O resfriamento global – da humanidade
O planeta pode estar aquecendo, mas há boas evidências de que nós, humanos, estamos ficando mais frios
Publicado em 22 de janeiro de 2020 às, 13h22.
Última atualização em 22 de janeiro de 2020 às, 14h22.
Ainda está longe de ser um consenso da comunidade científica, mas há evidências de que estamos vivendo uma espécie de resfriamento global… do corpo humano. Um estudo publicado este mês na revista científica eLife, realizado por uma equipe da Escola de Medicina da Universidade Stanford, comparou medições de temperatura de cidadãos americanos em três ocasiões: de veteranos da Guerra Civil, obtidas entre 1862 e 1940; de uma pesquisa nacional de saúde, com dados colhidos entre 1971 e 1975; e da base de dados de Stanford, obtidas entre 2007 e 2017. A conclusão é que a temperatura do corpo humano tem caído em média 0,03 graus Celsius por década.
Não é a primeira vez que se coloca em dúvida a marca dos 37ºC do nosso corpo. Ela foi estabelecida em 1851, por um médico alemão (Carl Wunderlich) que tomou a temperatura de cerca de 25 000 pacientes na cidade de Leipzig. Esta ainda é considerada a média global, mesmo que estudos mais recentes tenham chegado a outros resultados – em 2017, por exemplo, uma pesquisa com cerca de 35 000 cidadãos britânicos chegou à média de 36,6ºC.
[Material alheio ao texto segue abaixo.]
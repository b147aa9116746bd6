//! Resolver integration tests against records with attributes, relations
//! and methods.

#![allow(clippy::unwrap_used, clippy::expect_used)]

use serde_json::json;
use trovato_seo::{ResolveMode, SeoError, SeoResolver, SeoValue, SeoableConfig, TagMap};
use trovato_test_utils::test_record;

fn lenient() -> SeoResolver {
    SeoResolver::new(ResolveMode::Lenient)
}

fn meta(entries: &[(&str, Option<&str>)]) -> TagMap {
    entries
        .iter()
        .map(|(k, v)| (*k, (*v).map(str::to_string)))
        .collect()
}

#[test]
fn test_attribute_beats_method() {
    let record = test_record("Post")
        .with_attribute("title", "From attribute")
        .with_method("title", "From method");
    let config = SeoableConfig::default().meta("og:title", "title");

    let tags = lenient().resolve(&record, &config).unwrap();
    assert_eq!(tags.meta, meta(&[("og:title", Some("From attribute"))]));
}

#[test]
fn test_relation_beats_method() {
    let record = test_record("Post")
        .with_relation("author", "Ada")
        .with_method("author", "Someone else");
    let config = SeoableConfig::default().meta("author", "author");

    let tags = lenient().resolve(&record, &config).unwrap();
    assert_eq!(tags.meta.get("author"), Some(&Some("Ada".to_string())));
}

#[test]
fn test_to_many_relation_yields_first_element() {
    let record = test_record("Post").with_many("tags", &["a", "b"]);
    let config = SeoableConfig::default().meta("keywords", "tags");

    let tags = lenient().resolve(&record, &config).unwrap();
    assert_eq!(tags.meta.get("keywords"), Some(&Some("a".to_string())));
}

#[test]
fn test_empty_relation_resolves_to_null() {
    let record = test_record("Post").with_many("tags", &[]);
    let config = SeoableConfig::default().meta("keywords", "tags");

    let tags = lenient().resolve(&record, &config).unwrap();
    assert_eq!(tags.meta.get("keywords"), Some(&None));
}

#[test]
fn test_method_used_when_no_attribute_or_relation() {
    let record = test_record("Post").with_method("excerpt", "A short excerpt");
    let config = SeoableConfig::default().meta("description", "excerpt");

    let tags = lenient().resolve(&record, &config).unwrap();
    assert_eq!(
        tags.meta.get("description"),
        Some(&Some("A short excerpt".to_string()))
    );
}

#[test]
fn test_unknown_source_is_literal() {
    let record = test_record("Post");
    let config = SeoableConfig::default()
        .meta("og:type", "article")
        .link("robots", "nofollow");

    let tags = lenient().resolve(&record, &config).unwrap();
    assert_eq!(tags.meta.get("og:type"), Some(&Some("article".to_string())));
    assert_eq!(tags.link.get("robots"), Some(&Some("nofollow".to_string())));
}

#[test]
fn test_null_attribute_is_not_a_literal() {
    let record = test_record("Post").with_attribute("summary", SeoValue::Null);
    let config = SeoableConfig::default().meta("description", "summary");

    let tags = lenient().resolve(&record, &config).unwrap();
    assert_eq!(tags.meta.get("description"), Some(&None));
}

#[test]
fn test_file_attribute_resolves_to_public_path() {
    let record = test_record("Post").with_file("cover", "cover.jpg", "/media/2026/cover.jpg");
    let config = SeoableConfig::default().meta("og:image", "cover");

    let tags = lenient().resolve(&record, &config).unwrap();
    assert_eq!(
        tags.meta.get("og:image"),
        Some(&Some("/media/2026/cover.jpg".to_string()))
    );
}

#[test]
fn test_stored_value_wins_over_mapping() {
    let record = test_record("Post")
        .with_attribute("title", "Resolved")
        .with_seo_data(json!({"og:title": "Stored"}), json!({}));
    let config = SeoableConfig::default().meta("og:title", "title");

    let tags = lenient().resolve(&record, &config).unwrap();
    assert_eq!(tags.meta, meta(&[("og:title", Some("Stored"))]));
}

#[test]
fn test_stored_only_keys_pass_through() {
    let record = test_record("Post")
        .with_attribute("title", "Hello")
        .with_seo_data(
            json!({"twitter:card": "summary"}),
            json!({"canonical": "https://example.com/hello"}),
        );
    let config = SeoableConfig::default().meta("og:title", "title");

    let tags = lenient().resolve(&record, &config).unwrap();
    assert_eq!(
        tags.meta,
        meta(&[("og:title", Some("Hello")), ("twitter:card", Some("summary"))])
    );
    assert_eq!(
        tags.link.get("canonical"),
        Some(&Some("https://example.com/hello".to_string()))
    );
}

#[test]
fn test_stored_null_suppresses_mapping() {
    let record = test_record("Post")
        .with_attribute("title", "Resolved")
        .with_seo_data(json!({"og:title": null}), json!({}));
    let config = SeoableConfig::default().meta("og:title", "title");

    let tags = lenient().resolve(&record, &config).unwrap();
    assert_eq!(tags.meta.get("og:title"), Some(&None));
}

#[test]
fn test_custom_data_column() {
    let record = test_record("Page")
        .with_seo_data_in("additional_data", json!({"og:title": "Custom"}), json!({}))
        .with_seo_data(json!({"og:title": "Default column"}), json!({}));
    let config = SeoableConfig::default()
        .with_data_column("additional_data")
        .meta("og:title", "title");

    let tags = lenient().resolve(&record, &config).unwrap();
    assert_eq!(tags.meta.get("og:title"), Some(&Some("Custom".to_string())));
}

#[test]
fn test_missing_data_column_is_rejected() {
    let record = test_record("Page").not_jsonable("metadata");
    let err = SeoableConfig::default().validate(&record).unwrap_err();
    assert!(matches!(err, SeoError::NotJsonable { .. }));
}

#[test]
fn test_strict_mode_rejects_non_string() {
    let record = test_record("Post").with_attribute("views", SeoValue::from(json!(42)));
    let config = SeoableConfig::default().meta("og:title", "views");

    let err = SeoResolver::new(ResolveMode::Strict)
        .resolve(&record, &config)
        .unwrap_err();
    assert_eq!(
        err.to_string(),
        "invalid type of number to resolve SEO value for og:title from views on Post"
    );
}

#[test]
fn test_lenient_mode_nulls_non_string() {
    let record = test_record("Post")
        .with_attribute("views", SeoValue::from(json!(42)))
        .with_attribute("title", "Hello");
    let config = SeoableConfig::default()
        .meta("og:title", "title")
        .meta("og:views", "views");

    let tags = lenient().resolve(&record, &config).unwrap();
    assert_eq!(
        tags.meta,
        meta(&[("og:title", Some("Hello")), ("og:views", None)])
    );
}

#[test]
fn test_opaque_method_value_is_a_mismatch() {
    let record = test_record("Post").with_method("published_at", SeoValue::Opaque("datetime"));
    let config = SeoableConfig::default().meta("article:published_time", "published_at");

    let err = SeoResolver::new(ResolveMode::Strict)
        .resolve(&record, &config)
        .unwrap_err();
    assert!(matches!(
        err,
        SeoError::TypeMismatch { value_type: "datetime", .. }
    ));
}

#[test]
fn test_mapping_order_is_preserved() {
    let record = test_record("Post")
        .with_attribute("title", "Hello")
        .with_attribute("summary", "World");
    let config = SeoableConfig::default()
        .meta("og:title", "title")
        .meta("description", "summary")
        .meta("og:type", "article");

    let tags = lenient().resolve(&record, &config).unwrap();
    let keys: Vec<&str> = tags.meta.keys().collect();
    assert_eq!(keys, vec!["og:title", "description", "og:type"]);
}

#[test]
fn test_priority_chain_attribute_relation_method_literal() {
    let config = SeoableConfig::default().meta("og:title", "name");
    let resolve = |record: &trovato_test_utils::TestRecord| {
        lenient()
            .resolve(record, &config)
            .unwrap()
            .meta
            .get("og:title")
            .cloned()
            .flatten()
    };

    let record = test_record("Post")
        .with_attribute("name", "attribute")
        .with_relation("name", "relation")
        .with_method("name", "method");
    assert_eq!(resolve(&record).as_deref(), Some("attribute"));

    let record = test_record("Post")
        .with_relation("name", "relation")
        .with_method("name", "method");
    assert_eq!(resolve(&record).as_deref(), Some("relation"));

    let record = test_record("Post").with_method("name", "method");
    assert_eq!(resolve(&record).as_deref(), Some("method"));

    let record = test_record("Post");
    assert_eq!(resolve(&record).as_deref(), Some("name"));
}

#[test]
fn test_null_relation_does_not_fall_through_to_method() {
    let record = test_record("Post")
        .with_relation("author", SeoValue::Null)
        .with_method("author", "From method");
    let config = SeoableConfig::default().meta("author", "author");

    let tags = lenient().resolve(&record, &config).unwrap();
    assert_eq!(tags.meta.get("author"), Some(&None));
}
Até agora, as diferenças eram consideradas resultado de ineficiências na medição original ou dúvidas sobre procedimentos (termômetro na boca ou na axila). A equipe de Stanford, porém, fez uma análise estatística dos dados coletados em 157 anos, relativos a uma janela de nascimentos de 197 anos. E encontrou a tendência de queda, consistente, para todos os grupos observados. Para homens negros americanos, a temperatura média caiu de 37,01ºC, entre 1862 e 1940, para 36,85ºC, de 1971 a 1975, para 36,62ºC, na última década. Para homens brancos, a queda foi de 37,03ºC para 36,83ºC e depois para 36,68ºC. Para as mulheres, não há dados do século passado. Mas sua temperatura caiu de 36,87ºC, na década de 1970, para 36,72ºC, entre as negras, e de 36,86ºC para 36,77ºC entre as brancas.
Mais interessante, a equipe descobriu que mesmo dentro de cada grupo as temperaturas eram em média maiores entre os que nasceram antes, a uma taxa calculada de 0,02ºC de diminuição por década.
A explicação mais plausível para esta descoberta, segundo a equipe de pesquisadores, é a diminuição dos índices de inflamação na população. “O desenvolvimento econômico, melhora nos padrões de vida e sanitários, menos infecções crônicas resultantes de feridas de guerra, aprimoramento da higiene dental, a diminuição do número de casos de tuberculose e malária e o descobrimento dos antibióticos contribuíram, juntos, para um decréscimo da inflamação crônica desde o século 19”, escreveram os pesquisadores. As inflamações fazem com que o metabolismo acelere e a temperatura corporal aumente, justamente para combater a doença.
Além disso, hoje temos melhores condições de regular a temperatura externamente. “Temos ar condicionado e aquecimento, portanto vivemos vidas mais confortáveis em temperaturas amenas em nossas casas”, disse Julie Parsonnet, professora de medicina em Stanford e uma das co-autoras do estudo, à revista Time. “Não é mais uma briga para manter o corpo quente.”
Se a hipótese da equipe de Stanford estiver correta, esta é mais uma evidência de que a raça humana continua a sofrer mudanças fisiológicas, continua a jogar o jogo da adaptação ao ambiente (tal como apontado por Charles Darwin, para todas as espécies). Também é uma evidência de que, apesar das prevalentes e intensas preocupações, nossa vida está melhorando. Consistentemente.
David Cohen é editor executivo e colunista de EXAME.